After a long pause, broken only by the quiet conversation of the waves, the man said, “I was born in this very village. Not that long ago —or so it seemed to me— I rescued a turtle that some other boys were tormenting.”

Tarō immediately wanted to ask if one of those boys was Genta, because it sounded like something he would do. But he surely would have remembered this man being around, especially since his name was also Tarō.

“Later,” the man said, “the turtle came back and revealed herself to me as the daughter of the Dragon King, who rules the realm of the sea. She thanked me for saving her and took me to her father’s palace. A place so beautiful, I can hardly describe it to you. And I was happy there, with the princess as my wife...but I had left without saying goodbye to my old mother, and that made me feel terribly guilty and homesick. So, I told my wife I wanted to come back.”

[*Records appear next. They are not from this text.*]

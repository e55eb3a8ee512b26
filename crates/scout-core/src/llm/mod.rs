//! LLM integration
//!
//! Provides traits and implementations for:
//! - Embedding generation (hashing trick or a hosted embeddings API)
//! - Chat completion against OpenAI, Anthropic and DeepSeek
//! - Per-provider rate limiting and retry with backoff
//! - A fallback chain that cascades across providers on quota failures

mod anthropic;
mod fallback;
mod hash_embedder;
pub(crate) mod http;
mod http_embedder;
mod openai;
mod provider;
mod rate_limit;
mod retry;
mod sse;
mod traits;

pub use anthropic::AnthropicClient;
pub use fallback::{
    degradation_message, is_degraded, ChunkCallback, Completion, FallbackChain, DEGRADED_MARKER,
};
pub use hash_embedder::{HashEmbedder, HASH_DIMENSIONS};
pub use http::{ApiMetrics, MetricsSnapshot};
pub use http_embedder::{select_embedder, HttpEmbedder};
pub use openai::{ChatMessage, OpenAiClient};
pub use provider::{ProviderClient, ProviderKind};
pub use rate_limit::RateLimiter;
pub use retry::{backoff_delay, with_backoff};
pub use sse::SseDecoder;
pub use traits::*;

The tears were beginning to flow again. “I thought I was gone only a few months, a few years at most. But everything here is different, and none of the people are the ones I know. Someone finally said they’d heard a story about a fisherman named Tarō who vanished into the sea on the back of a turtle.”

His last words came out in a whisper. “The story is three hundred years old.”

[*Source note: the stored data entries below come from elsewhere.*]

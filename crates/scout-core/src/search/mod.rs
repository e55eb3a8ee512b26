//! Web search module
//!
//! Provides:
//! - The `SearchProvider` seam for paid search backends
//! - A Tavily client
//! - `CachedSearch`, which consults the two-tier cache before paying

mod cached;
mod tavily;

pub use cached::{CachedSearch, SearchOutcome};
pub use tavily::TavilyClient;

use crate::error::{Result, ScoutError};
use async_trait::async_trait;
use serde::{Deserialize, Serialize};
use std::fmt;
use std::str::FromStr;

/// Provider-side effort level. Part of the cache key.
#[derive(Debug, Clone, Copy, PartialEq, Eq, Hash, Serialize, Deserialize, Default)]
#[serde(rename_all = "lowercase")]
pub enum SearchDepth {
    #[default]
    Basic,
    Advanced,
}

impl SearchDepth {
    pub fn as_str(&self) -> &'static str {
        match self {
            SearchDepth::Basic => "basic",
            SearchDepth::Advanced => "advanced",
        }
    }
}

impl fmt::Display for SearchDepth {
    fn fmt(&self, f: &mut fmt::Formatter<'_>) -> fmt::Result {
        f.write_str(self.as_str())
    }
}

impl FromStr for SearchDepth {
    type Err = ScoutError;

    fn from_str(s: &str) -> Result<Self> {
        match s.trim().to_ascii_lowercase().as_str() {
            "basic" => Ok(SearchDepth::Basic),
            "advanced" => Ok(SearchDepth::Advanced),
            other => Err(ScoutError::InvalidInput(format!(
                "unknown search depth '{}' (expected basic or advanced)",
                other
            ))),
        }
    }
}

/// Search request
#[derive(Debug, Clone)]
pub struct SearchRequest {
    pub query: String,
    pub max_results: u32,
    pub depth: SearchDepth,
    pub include_answer: bool,
}

impl SearchRequest {
    pub fn new(query: impl Into<String>) -> Self {
        Self {
            query: query.into(),
            max_results: 5,
            depth: SearchDepth::Basic,
            include_answer: true,
        }
    }

    pub fn with_max_results(mut self, max_results: u32) -> Self {
        self.max_results = max_results;
        self
    }

    pub fn with_depth(mut self, depth: SearchDepth) -> Self {
        self.depth = depth;
        self
    }
}

/// Paid web search backend. Responses are opaque JSON.
#[async_trait]
pub trait SearchProvider: Send + Sync {
    async fn search(&self, request: &SearchRequest) -> Result<serde_json::Value>;

    fn name(&self) -> &str;
}

/// One result extracted from a raw search response
#[derive(Debug, Clone, PartialEq, Serialize)]
pub struct SearchHit {
    pub title: String,
    pub url: String,
    pub content: String,
    pub score: f64,
    pub published_date: Option<String>,
}

/// Extract the result list from a raw response, skipping malformed items
pub fn parse_hits(response: &serde_json::Value) -> Vec<SearchHit> {
    let Some(results) = response.get("results").and_then(|r| r.as_array()) else {
        return Vec::new();
    };

    let text = |item: &serde_json::Value, field: &str| {
        item.get(field)
            .and_then(|v| v.as_str())
            .unwrap_or_default()
            .to_string()
    };

    results
        .iter()
        .filter(|item| item.is_object())
        .map(|item| SearchHit {
            title: text(item, "title"),
            url: text(item, "url"),
            content: text(item, "content"),
            score: item.get("score").and_then(|v| v.as_f64()).unwrap_or(0.0),
            published_date: item
                .get("published_date")
                .and_then(|v| v.as_str())
                .map(String::from),
        })
        .collect()
}

#[cfg(test)]
mod tests {
    use super::*;
    use serde_json::json;

    #[test]
    fn test_depth_parsing() {
        assert_eq!("Advanced".parse::<SearchDepth>().unwrap(), SearchDepth::Advanced);
        assert_eq!(SearchDepth::default().to_string(), "basic");
        assert!("deep".parse::<SearchDepth>().is_err());
    }

    #[test]
    fn test_parse_hits_tolerates_missing_fields() {
        let response = json!({
            "answer": "yes",
            "results": [
                {"title": "A", "url": "https://a", "content": "alpha", "score": 0.9},
                {"url": "https://b"},
                "garbage"
            ]
        });

        let hits = parse_hits(&response);
        assert_eq!(hits.len(), 2);
        assert_eq!(hits[0].score, 0.9);
        assert_eq!(hits[1].title, "");
        assert!(parse_hits(&json!({"results": null})).is_empty());
    }
}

The young Tarō sat quietly, not sure what to say, as the man broke down. How could anyone go to the Dragon King’s palace? That sort of thing only happened in stories, not to real people. And three hundred years away— shouldn’t he be very old now? Far older than anyone Tarō knew, even Old Aki.

But he also thought of the box. Precious coral and beautiful shell, shaped with more expert skill than anything Tarō had ever seen before. He could believe it came from the palace of the Dragon King.

“Everyone I knew and loved is dead,” the man said, his words coming between sobs. “I never had the chance to speak to my mother again. No one here knows me. I left my wife to come here, and now I’ve lost her. I’ve even lost the box she gave me— a box she swore would protect me. It was the only thing I have of her. What can I do but kill myself?”

In the face of such grief, Tarō could not bring himself to spin a hopeful lie about the box having fallen out somewhere. Instead, he bit his lip. Then he said, “I have days like that, too. Not the same— but both of my parents are dead. I have no family. There’s a boy who beats me up just because he can, and sometimes I don’t even have anything to eat.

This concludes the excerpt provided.